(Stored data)
impl BufferCache {
    pub fn new(capacity: usize, block_size: usize) -> Result<Self> {
        if capacity == 0 {
            return Err(XidLogError::Configuration(
                "buffer cache needs at least one frame".to_string(),
            ));
        }
        let mut frames = Vec::with_capacity(capacity);
        let mut residents = Vec::with_capacity(capacity);
        for _ in 0..capacity {
            frames.push(Frame {
                image: RwLock::new(Block::zeroed(block_size)),
                pin_count: AtomicU32::new(0),
                dirty: AtomicBool::new(false),
                recently_used: AtomicBool::new(false),
            });
            residents.push(None);
        }
        // Pop from the back hands out frame 0 first.
        let free_list = (0..capacity).rev().collect();
        Ok(Self {
            block_size,
            frames,
            state: Mutex::new(PoolState {
                page_table: HashMap::new(),
                residents,
                free_list,
                clock_hand: 0,
            }),
            counters: Counters::default(),
        })
    }

    pub fn capacity(&self) -> usize {
        self.frames.len()
    }

    pub fn block_size(&self) -> usize {
        self.block_size
    }

    pub fn stats(&self) -> BufferCacheStats {
        BufferCacheStats {
            hits: self.counters.hits.load(Ordering::Relaxed),
            misses: self.counters.misses.load(Ordering::Relaxed),
            evictions: self.counters.evictions.load(Ordering::Relaxed),
            writes: self.counters.writes.load(Ordering::Relaxed),
        }
    }

    pub fn is_resident(&self, relation: RelationId, block: BlockNumber) -> bool {
        self.state
            .lock()
            .page_table
            .contains_key(&BufferTag { relation, block })
    }

    pub fn resident_count(&self) -> usize {
        self.state.lock().page_table.len()
    }

    /// Pins `block` of `relation` for writing, reading it in on a miss. A
    /// block past the end of the relation is created on disk as zeros first.
    pub fn pin(&self, relation: &Arc<Relation>, block: BlockNumber) -> Result<BufferHandle<'_>> {
        self.pin_block(relation, block, true)
    }

    /// Pins `block` for reading. A block past the end of the relation is
    /// served as a zero image and nothing is written to disk.
    pub fn pin_for_read(&self, relation: &Arc<Relation>, block: BlockNumber) -> Result<BufferHandle<'_>> {
        self.pin_block(relation, block, false)
    }

    fn pin_block(&self, relation: &Arc<Relation>, block: BlockNumber, extend: bool) -> Result<BufferHandle<'_>> {
        let tag = BufferTag {
            relation: relation.id(),
            block,
        };
        let mut state = self.state.lock();

        // 1. Already resident: share the image. It may have been read in
        // past the end, in which case a writer creates it on disk now.
        if let Some(&frame_index) = state.page_table.get(&tag) {
            if extend {
                let mut storage = relation.storage.lock();
                if block >= storage.nblocks() {
                    debug!(relation = relation.name(), block, "extending relation under cached block");
                    storage
                        .extend_to(block)
                        .map_err(|e| XidLogError::io(relation.name(), block, e))?;
                }
            }
            self.pin_frame(frame_index);
            self.counters.hits.fetch_add(1, Ordering::Relaxed);
            return Ok(self.handle(frame_index, tag, relation));
        }
        self.counters.misses.fetch_add(1, Ordering::Relaxed);

        // 2. Find a free frame or a victim.
        let frame_index = self
            .find_victim_frame(&mut state)
            .ok_or(XidLogError::NoFreeBuffer {
                capacity: self.capacity(),
            })?;

        // 3. Write the victim out if needed and forget it.
        self.evict(&mut state, frame_index)?;

        // 4. Read the block into the frame.
        if let Err(e) = self.load_frame(frame_index, relation, block, extend) {
            state.free_list.push(frame_index);
            return Err(e);
        }

        // 5. Publish it.
        self.pin_frame(frame_index);
        state.residents[frame_index] = Some(Resident {
            tag,
            relation: Arc::clone(relation),
        });
        state.page_table.insert(tag, frame_index);
        Ok(self.handle(frame_index, tag, relation))
    }

    fn handle(&self, frame_index: usize, tag: BufferTag, relation: &Arc<Relation>) -> BufferHandle<'_> {
        BufferHandle {
            cache: self,
            frame_index,
            tag,
            relation: Arc::clone(relation),
        }
    }

    fn load_frame(&self, frame_index: usize, relation: &Relation, block: BlockNumber, extend: bool) -> Result<()> {
        let frame = &self.frames[frame_index];
        let mut image = frame.image.write();
        let mut storage = relation.storage.lock();
        let loaded = if extend && block >= storage.nblocks() {
            debug!(relation = relation.name(), block, "extending relation for new block");
            image.zero();
            storage.extend_to(block)
        } else {
            debug!(relation = relation.name(), block, frame_index, "reading block");
            storage.read_block(block, image.as_bytes_mut())
        };
        frame.dirty.store(false, Ordering::Release);
        loaded.map_err(|e| XidLogError::io(relation.name(), block, e))
    }

    fn pin_frame(&self, frame_index: usize) {
        let frame = &self.frames[frame_index];
        frame.pin_count.fetch_add(1, Ordering::AcqRel);
        frame.recently_used.store(true, Ordering::Relaxed);
    }

    fn unpin_frame(&self, frame_index: usize) {
        let previous = self.frames[frame_index].pin_count.fetch_sub(1, Ordering::AcqRel);
        debug_assert!(previous > 0, "unpinned frame {} below zero", frame_index);
    }

    fn evict(&self, state: &mut PoolState, frame_index: usize) -> Result<()> {
        let Some(resident) = state.residents[frame_index].as_ref() else {
            return Ok(());
        };
        let frame = &self.frames[frame_index];
        if frame.dirty.load(Ordering::Acquire) {
            let image = frame.image.read();
            resident
                .relation
                .storage
                .lock()
                .write_block(resident.tag.block, image.as_bytes())
                .map_err(|e| XidLogError::io(resident.relation.name(), resident.tag.block, e))?;
            frame.dirty.store(false, Ordering::Release);
            self.counters.writes.fetch_add(1, Ordering::Relaxed);
        }
        debug!(
            relation = resident.relation.name(),
            block = resident.tag.block,
            frame_index,
            "evicting block"
        );
        let tag = resident.tag;
        state.page_table.remove(&tag);
        state.residents[frame_index] = None;
        self.counters.evictions.fetch_add(1, Ordering::Relaxed);
        Ok(())
    }

    fn find_victim_frame(&self, state: &mut PoolState) -> Option<usize> {
        if let Some(frame_index) = state.free_list.pop() {
            return Some(frame_index);
        }

        let frame_count = self.frames.len();
        // Two full passes: the first can clear reference bits, the second
        // can pick a victim.
        for _ in 0..(frame_count * 2) {
            let frame_index = state.clock_hand;
            state.clock_hand = (state.clock_hand + 1) % frame_count;

            let frame = &self.frames[frame_index];
            if frame.pin_count.load(Ordering::Acquire) == 0 {
                if frame.recently_used.swap(false, Ordering::Relaxed) {
                    continue;
                }
                return Some(frame_index);
            }
        }

        // All frames are pinned.
        None
    }

    fn flush_frame(&self, frame_index: usize, relation: &Relation, tag: BufferTag) -> Result<()> {
        let frame = &self.frames[frame_index];
        let image = frame.image.read();
        if !frame.dirty.load(Ordering::Acquire) {
            return Ok(());
        }
        relation
            .storage
            .lock()
            .write_block(tag.block, image.as_bytes())
            .map_err(|e| XidLogError::io(relation.name(), tag.block, e))?;
        frame.dirty.store(false, Ordering::Release);
        self.counters.writes.fetch_add(1, Ordering::Relaxed);
        Ok(())
    }

    /// Pins every dirty resident frame accepted by `filter`. The pins keep
    /// the frames in place once the pool lock is dropped.
    fn pin_dirty<F>(&self, filter: F) -> Vec<BufferHandle<'_>>
    where
        F: Fn(&BufferTag) -> bool,
    {
        let state = self.state.lock();
        let mut handles = Vec::new();
        for (frame_index, resident) in state.residents.iter().enumerate() {
            let Some(resident) = resident else { continue };
            if !filter(&resident.tag) || !self.frames[frame_index].dirty.load(Ordering::Acquire) {
                continue;
            }
            self.pin_frame(frame_index);
            handles.push(self.handle(frame_index, resident.tag, &resident.relation));
        }
        handles
    }

    fn flush_handles(&self, handles: Vec<BufferHandle<'_>>) -> Result<usize> {
        let mut written = 0;
        for handle in handles {
            self.flush_frame(handle.frame_index, &handle.relation, handle.tag)?;
            written += 1;
        }
        Ok(written)
    }

    /// Writes every dirty block to disk. Returns the number written.
    pub fn flush_all(&self) -> Result<usize> {
        let handles = self.pin_dirty(|_| true);
        self.flush_handles(handles)
    }

    /// Writes every dirty block of one relation to disk.
    pub fn flush_relation(&self, relation: RelationId) -> Result<usize> {
        let handles = self.pin_dirty(|tag| tag.relation == relation);
        self.flush_handles(handles)
    }

    /// Forgets every clean, unpinned block of `relation`, letting go of its
    /// storage. Dirty or pinned blocks stay cached. Returns the number
    /// dropped.
    pub fn drop_relation(&self, relation: RelationId) -> usize {
        let mut state = self.state.lock();
        let idle: Vec<(BufferTag, usize)> = state
            .page_table
            .iter()
            .filter(|(tag, frame_index)| {
                let frame = &self.frames[**frame_index];
                tag.relation == relation
                    && frame.pin_count.load(Ordering::Acquire) == 0
                    && !frame.dirty.load(Ordering::Acquire)
            })
            .map(|(tag, &frame_index)| (*tag, frame_index))
            .collect();
        for (tag, frame_index) in &idle {
            state.page_table.remove(tag);
            state.residents[*frame_index] = None;
            state.free_list.push(*frame_index);
        }
        if !idle.is_empty() {
            debug!(%relation, dropped = idle.len(), "dropped cached blocks");
        }
        idle.len()
    }

    /// Drops the cached images of `relation`'s blocks below `cutoff` without
    /// writing them. Fails if any of them is pinned.
    pub fn discard_before(&self, relation: RelationId, cutoff: BlockNumber) -> Result<usize> {
        let mut state = self.state.lock();
        let doomed: Vec<(BufferTag, usize)> = state
            .page_table
            .iter()
            .filter(|(tag, _)| tag.relation == relation && tag.block < cutoff)
            .map(|(tag, &frame_index)| (*tag, frame_index))
            .collect();

        if let Some((tag, _)) = doomed
            .iter()
            .find(|(_, frame_index)| self.frames[*frame_index].pin_count.load(Ordering::Acquire) > 0)
        {
            return Err(XidLogError::InvalidArgument(format!(
                "block {} of {} is pinned and cannot be discarded",
                tag.block, tag.relation
            )));
        }

        for (tag, frame_index) in &doomed {
            state.page_table.remove(tag);
            state.residents[*frame_index] = None;
            self.frames[*frame_index].dirty.store(false, Ordering::Release);
            state.free_list.push(*frame_index);
        }
        Ok(doomed.len())
    }
}
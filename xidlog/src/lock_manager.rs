//! Relation-scoped reader/writer locks.
//!
//! Each relation has a FIFO wait queue: a request is granted only once it
//! reaches the head of the queue and is compatible with the current
//! holders, so a waiting writer holds back readers that arrive after it.
//! Locks are not reentrant; a thread that asks again for a lock it already
//! holds in a conflicting mode waits forever (or until the timeout).

use std::collections::{HashMap, VecDeque};
use std::sync::atomic::{AtomicU64, Ordering};
use std::sync::Arc;
use std::time::{Duration, Instant};

use parking_lot::{Condvar, Mutex, MutexGuard};
use tracing::{debug, warn};

use crate::error::{Result, XidLogError};
use crate::relation::{Relation, RelationId};

#[derive(Debug, Clone, Copy, PartialEq, Eq, Hash)]
pub enum LockMode {
    Shared,
    Exclusive,
}

#[derive(Debug)]
struct LockRequest {
    ticket: u64,
    mode: LockMode,
}

#[derive(Debug, Default)]
struct LockQueue {
    queue: VecDeque<LockRequest>,
    sharing: u32,
    exclusive: bool,
}

impl LockQueue {
    fn is_compatible(&self, mode: LockMode) -> bool {
        match mode {
            LockMode::Shared => !self.exclusive,
            LockMode::Exclusive => !self.exclusive && self.sharing == 0,
        }
    }

    fn try_acquire(&mut self, ticket: u64, mode: LockMode) -> bool {
        match self.queue.front() {
            Some(first) if first.ticket == ticket => {}
            _ => return false,
        }
        if !self.is_compatible(mode) {
            return false;
        }
        self.queue.pop_front();
        match mode {
            LockMode::Shared => self.sharing += 1,
            LockMode::Exclusive => self.exclusive = true,
        }
        true
    }
}

#[derive(Debug, Default)]
struct WaitQueue {
    queue: Mutex<LockQueue>,
    cvar: Condvar,
}

/// Holders and waiters of one relation's lock at a point in time.
#[derive(Debug, Clone, Copy, PartialEq, Eq, Default)]
pub struct LockSnapshot {
    pub readers: u32,
    pub writer: bool,
    pub waiting: usize,
}

#[derive(Debug, Default)]
pub struct LockManager {
    table: Mutex<HashMap<RelationId, Arc<WaitQueue>>>,
    next_ticket: AtomicU64,
    timeout: Option<Duration>,
}

/// A held relation lock. Released on drop.
#[derive(Debug)]
pub struct RelationLockGuard {
    wait_queue: Arc<WaitQueue>,
    relation: RelationId,
    mode: LockMode,
}

impl RelationLockGuard {
    pub fn mode(&self) -> LockMode {
        self.mode
    }

    pub fn relation(&self) -> RelationId {
        self.relation
    }

    /// Releases the lock now rather than at end of scope.
    pub fn release(self) {}
}

impl Drop for RelationLockGuard {
    fn drop(&mut self) {
        let mut queue = self.wait_queue.queue.lock();
        match self.mode {
            LockMode::Shared => queue.sharing -= 1,
            LockMode::Exclusive => queue.exclusive = false,
        }
        drop(queue);
        self.wait_queue.cvar.notify_all();
    }
}

impl LockManager {
    /// A lock manager whose acquisitions block indefinitely.
    pub fn new() -> Self {
        Self::default()
    }

    /// A lock manager whose acquisitions give up after `timeout`.
    pub fn with_timeout(timeout: Duration) -> Self {
        Self {
            timeout: Some(timeout),
            ..Self::default()
        }
    }

    pub fn timeout(&self) -> Option<Duration> {
        self.timeout
    }

    pub fn acquire_read(&self, relation: &Relation) -> Result<RelationLockGuard> {
        self.lock(relation, LockMode::Shared)
    }

    pub fn acquire_write(&self, relation: &Relation) -> Result<RelationLockGuard> {
        self.lock(relation, LockMode::Exclusive)
    }

    fn wait_queue(&self, relation: RelationId) -> Arc<WaitQueue> {
        let mut table = self.table.lock();
        table.entry(relation).or_default().clone()
    }

    pub fn lock(&self, relation: &Relation, mode: LockMode) -> Result<RelationLockGuard> {
        let wait_queue = self.wait_queue(relation.id());
        let ticket = self.next_ticket.fetch_add(1, Ordering::Relaxed);
        let deadline = self.timeout.map(|t| Instant::now() + t);

        let mut guard = wait_queue.queue.lock();
        guard.queue.push_back(LockRequest { ticket, mode });

        loop {
            if guard.try_acquire(ticket, mode) {
                if mode == LockMode::Shared && !guard.queue.is_empty() {
                    // The next request may be another reader.
                    wait_queue.cvar.notify_all();
                }
                drop(guard);
                return Ok(RelationLockGuard {
                    wait_queue,
                    relation: relation.id(),
                    mode,
                });
            }

            match deadline {
                None => wait_queue.cvar.wait(&mut guard),
                Some(deadline) => {
                    if Instant::now() >= deadline {
                        return Err(self.give_up(&wait_queue, guard, ticket, relation, mode));
                    }
                    wait_queue.cvar.wait_until(&mut guard, deadline);
                }
            }
        }
    }

    fn give_up(
        &self,
        wait_queue: &WaitQueue,
        mut guard: MutexGuard<'_, LockQueue>,
        ticket: u64,
        relation: &Relation,
        mode: LockMode,
    ) -> XidLogError {
        guard.queue.retain(|req| req.ticket != ticket);
        drop(guard);
        // Whoever was queued behind us may now be at the head.
        wait_queue.cvar.notify_all();
        let waited = self.timeout.unwrap_or_default();
        warn!(relation = relation.name(), ?mode, ?waited, "lock wait timed out");
        XidLogError::LockTimeout {
            relation: relation.name().to_string(),
            waited,
        }
    }

    /// Drops the wait queue of a relation nobody holds or waits for.
    /// Returns whether it was removed.
    pub fn forget(&self, relation: RelationId) -> bool {
        let mut table = self.table.lock();
        let idle = match table.get(&relation) {
            // Holders and waiters keep their own reference to the queue.
            Some(wait_queue) => Arc::strong_count(wait_queue) == 1,
            None => return false,
        };
        if idle {
            table.remove(&relation);
            debug!(%relation, "forgot relation lock");
        }
        idle
    }

    /// Number of relations with a wait queue.
    pub fn tracked_relations(&self) -> usize {
        self.table.lock().len()
    }

    pub fn snapshot(&self, relation: RelationId) -> LockSnapshot {
        let Some(wait_queue) = self.table.lock().get(&relation).cloned() else {
            return LockSnapshot::default();
        };
        let queue = wait_queue.queue.lock();
        let snapshot = LockSnapshot {
            readers: queue.sharing,
            writer: queue.exclusive,
            waiting: queue.queue.len(),
        };
        debug!(%relation, ?snapshot, "lock snapshot");
        snapshot
    }
}
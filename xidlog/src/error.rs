//! Error type shared by every layer of the store.

use std::io;
use std::time::Duration;

use thiserror::Error;

use crate::xid::TransactionId;
use crate::BlockNumber;

pub type Result<T> = std::result::Result<T, XidLogError>;

#[derive(Error, Debug)]
pub enum XidLogError {
    /// Malformed constants, or a store opened with a geometry other than the
    /// one it was created with. Fatal at startup.
    #[error("configuration error: {0}")]
    Configuration(String),

    /// The underlying segment files could not be read or written.
    #[error("I/O error on relation '{relation}' block {block}: {source}")]
    Io {
        relation: String,
        block: BlockNumber,
        #[source]
        source: io::Error,
    },

    /// An on-disk bit pattern that no writer produces.
    #[error("corrupt status bits {pattern:#04b} for transaction {xid} in block {block}")]
    CorruptData {
        xid: TransactionId,
        block: BlockNumber,
        pattern: u8,
    },

    #[error("invalid argument: {0}")]
    InvalidArgument(String),

    #[error("timed out after {waited:?} waiting for lock on relation '{relation}'")]
    LockTimeout { relation: String, waited: Duration },

    /// Every buffer frame is pinned; nothing can be evicted.
    #[error("no unpinned buffer available ({capacity} frames, all pinned)")]
    NoFreeBuffer { capacity: usize },
}

impl XidLogError {
    pub(crate) fn io(relation: &str, block: BlockNumber, source: io::Error) -> Self {
        XidLogError::Io {
            relation: relation.to_string(),
            block,
            source,
        }
    }

    /// True for errors that indicate damaged or unreadable storage rather
    /// than a caller mistake.
    pub fn is_storage_failure(&self) -> bool {
        matches!(self, XidLogError::Io { .. } | XidLogError::CorruptData { .. })
    }
}
//! Relations: named, block-addressable linear stores.

use std::fmt;
use std::path::Path;
use std::sync::atomic::{AtomicU32, Ordering};
use std::sync::Arc;

use parking_lot::Mutex;

use crate::error::{Result, XidLogError};
use crate::storage::SegmentedFile;
use crate::BlockNumber;

static NEXT_RELATION_ID: AtomicU32 = AtomicU32::new(1);

/// Process-unique identity of an open relation. Keys the buffer cache and
/// the lock table.
#[derive(Debug, Clone, Copy, PartialEq, Eq, Hash, PartialOrd, Ord)]
pub struct RelationId(u32);

impl RelationId {
    fn allocate() -> Self {
        RelationId(NEXT_RELATION_ID.fetch_add(1, Ordering::Relaxed))
    }

    pub fn raw(self) -> u32 {
        self.0
    }
}

impl fmt::Display for RelationId {
    fn fmt(&self, f: &mut fmt::Formatter<'_>) -> fmt::Result {
        write!(f, "rel#{}", self.0)
    }
}

/// An open relation. Its storage is only touched by the buffer cache.
pub struct Relation {
    id: RelationId,
    name: String,
    pub(crate) storage: Mutex<SegmentedFile>,
}

impl Relation {
    pub fn open<P: AsRef<Path>>(
        name: &str,
        dir: P,
        block_size: usize,
        blocks_per_segment: u32,
    ) -> Result<Arc<Self>> {
        let storage = SegmentedFile::open(dir, block_size, blocks_per_segment)
            .map_err(|e| XidLogError::io(name, 0, e))?;
        Ok(Arc::new(Self {
            id: RelationId::allocate(),
            name: name.to_string(),
            storage: Mutex::new(storage),
        }))
    }

    pub fn id(&self) -> RelationId {
        self.id
    }

    pub fn name(&self) -> &str {
        &self.name
    }

    pub fn block_size(&self) -> usize {
        self.storage.lock().block_size()
    }

    pub fn nblocks(&self) -> BlockNumber {
        self.storage.lock().nblocks()
    }

    pub fn first_block(&self) -> BlockNumber {
        self.storage.lock().first_block()
    }
}

impl fmt::Debug for Relation {
    fn fmt(&self, f: &mut fmt::Formatter<'_>) -> fmt::Result {
        f.debug_struct("Relation")
            .field("id", &self.id)
            .field("name", &self.name)
            .finish()
    }
}
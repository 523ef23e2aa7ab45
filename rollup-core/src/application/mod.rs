// (c) Cartesi and individual authors (see AUTHORS)
// SPDX-License-Identifier: Apache-2.0 (see LICENSE)

mod ledger;

use std::collections::BTreeMap;
use std::fmt;

use alloy_primitives::Address;
use thiserror::Error;

use crate::block::{Block, BlockContext, BlockHeader, Receipt};
use crate::message::{MessageError, MessageHeader, MessageWithMetadata};
use crate::transaction::{ConditionalError, ConditionalOptions, Transaction};

pub use ledger::{LedgerConfig, LedgerStf, REVERT_MARKER, intrinsic_gas};

/// Read access to account nonces at the parent of the block being produced.
pub trait StateView {
    fn nonce(&self, address: Address) -> u64;
}

#[derive(Debug, Clone, Copy, PartialEq, Eq)]
pub struct NonceError {
    pub sender: Address,
    pub tx_nonce: u64,
    pub state_nonce: u64,
}

impl NonceError {
    pub fn is_too_high(&self) -> bool {
        self.tx_nonce > self.state_nonce
    }

    pub fn is_too_low(&self) -> bool {
        self.tx_nonce < self.state_nonce
    }
}

impl fmt::Display for NonceError {
    fn fmt(&self, f: &mut fmt::Formatter<'_>) -> fmt::Result {
        let direction = if self.is_too_low() { "low" } else { "high" };
        write!(
            f,
            "nonce too {direction}: address {}, tx: {} state: {}",
            self.sender, self.tx_nonce, self.state_nonce
        )
    }
}

impl std::error::Error for NonceError {}

/// `None` when the nonces agree.
pub fn make_nonce_error(sender: Address, tx_nonce: u64, state_nonce: u64) -> Option<NonceError> {
    (tx_nonce != state_nonce).then_some(NonceError {
        sender,
        tx_nonce,
        state_nonce,
    })
}

/// Why a single transaction was not included.
#[derive(Debug, Error, Clone, PartialEq, Eq)]
pub enum TxError {
    #[error(transparent)]
    Nonce(NonceError),
    #[error("intrinsic gas too low: have {have}, want {want}")]
    IntrinsicGas { have: u64, want: u64 },
    #[error("gas limit reached")]
    GasLimitReached,
    #[error("execution reverted")]
    Reverted { used_gas: u64 },
    #[error(transparent)]
    Conditional(ConditionalError),
    #[error("{0}")]
    Rejected(String),
}

#[derive(Debug, Error)]
pub enum StfError {
    #[error("internal: {reason}")]
    Internal { reason: String },
    #[error("cannot decode message")]
    Message {
        #[source]
        source: MessageError,
    },
}

#[derive(Debug, Clone, Copy, PartialEq, Eq)]
pub struct ExecutionResult {
    pub used_gas: u64,
    pub reverted: bool,
}

/// Per-transaction extension points the state transition calls while building a block.
pub trait SequencingHooks: Send {
    fn discard_invalid_txs_early(&self) -> bool;

    fn conditional_options_for_tx(&self, index: usize) -> Option<&ConditionalOptions>;

    fn pre_tx_filter(
        &mut self,
        ctx: &BlockContext,
        state: &dyn StateView,
        tx: &Transaction,
        options: Option<&ConditionalOptions>,
    ) -> Result<(), TxError>;

    fn post_tx_filter(
        &mut self,
        ctx: &BlockContext,
        state: &dyn StateView,
        tx: &Transaction,
        intrinsic_gas: u64,
        result: &ExecutionResult,
    ) -> Result<(), TxError>;
}

/// Hooks that accept everything. Used when replaying or resequencing messages.
#[derive(Debug, Clone, Copy, Default)]
pub struct NoopHooks {
    pub discard_invalid_txs_early: bool,
}

impl SequencingHooks for NoopHooks {
    fn discard_invalid_txs_early(&self) -> bool {
        self.discard_invalid_txs_early
    }

    fn conditional_options_for_tx(&self, _index: usize) -> Option<&ConditionalOptions> {
        None
    }

    fn pre_tx_filter(
        &mut self,
        _ctx: &BlockContext,
        _state: &dyn StateView,
        _tx: &Transaction,
        _options: Option<&ConditionalOptions>,
    ) -> Result<(), TxError> {
        Ok(())
    }

    fn post_tx_filter(
        &mut self,
        _ctx: &BlockContext,
        _state: &dyn StateView,
        _tx: &Transaction,
        _intrinsic_gas: u64,
        _result: &ExecutionResult,
    ) -> Result<(), TxError> {
        Ok(())
    }
}

#[derive(Debug, Clone)]
pub struct ProducedBlock {
    pub block: Block,
    pub receipts: Vec<Receipt>,
    // One entry per input transaction, in input order.
    pub tx_results: Vec<Result<(), TxError>>,
    pub nonce_changes: BTreeMap<Address, u64>,
}

impl ProducedBlock {
    pub fn all_failed(&self) -> bool {
        self.tx_results.iter().all(Result::is_err)
    }
}

pub trait StateTransition: Send + Sync + 'static {
    /// Executes a message that was not built by this sequencer (delayed or digested).
    fn produce_block(
        &self,
        ctx: &BlockContext,
        parent: &BlockHeader,
        state: &dyn StateView,
        message: &MessageWithMetadata,
    ) -> Result<ProducedBlock, StfError>;

    /// Executes a batch of sequencer transactions, consulting `hooks` around each one.
    fn produce_block_advanced(
        &self,
        ctx: &BlockContext,
        parent: &BlockHeader,
        state: &dyn StateView,
        header: &MessageHeader,
        txs: &[Transaction],
        hooks: &mut dyn SequencingHooks,
    ) -> Result<ProducedBlock, StfError>;
}

#[cfg(test)]
mod tests {
    use super::*;

    #[test]
    fn nonce_error_distinguishes_direction_and_formats_both_nonces() {
        let sender = Address::repeat_byte(0xab);
        assert_eq!(make_nonce_error(sender, 3, 3), None);

        let low = make_nonce_error(sender, 1, 3).expect("too low");
        assert!(low.is_too_low());
        assert_eq!(
            low.to_string(),
            format!("nonce too low: address {sender}, tx: 1 state: 3")
        );

        let high = make_nonce_error(sender, 5, 3).expect("too high");
        assert!(high.is_too_high());
        assert!(high.to_string().starts_with("nonce too high"));
    }
}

▶ AIM OF THE TASK
Determine the number of lines in the data above that hold "trait", and reply with that number alone.

▶ EXERCISE OUTPUT
3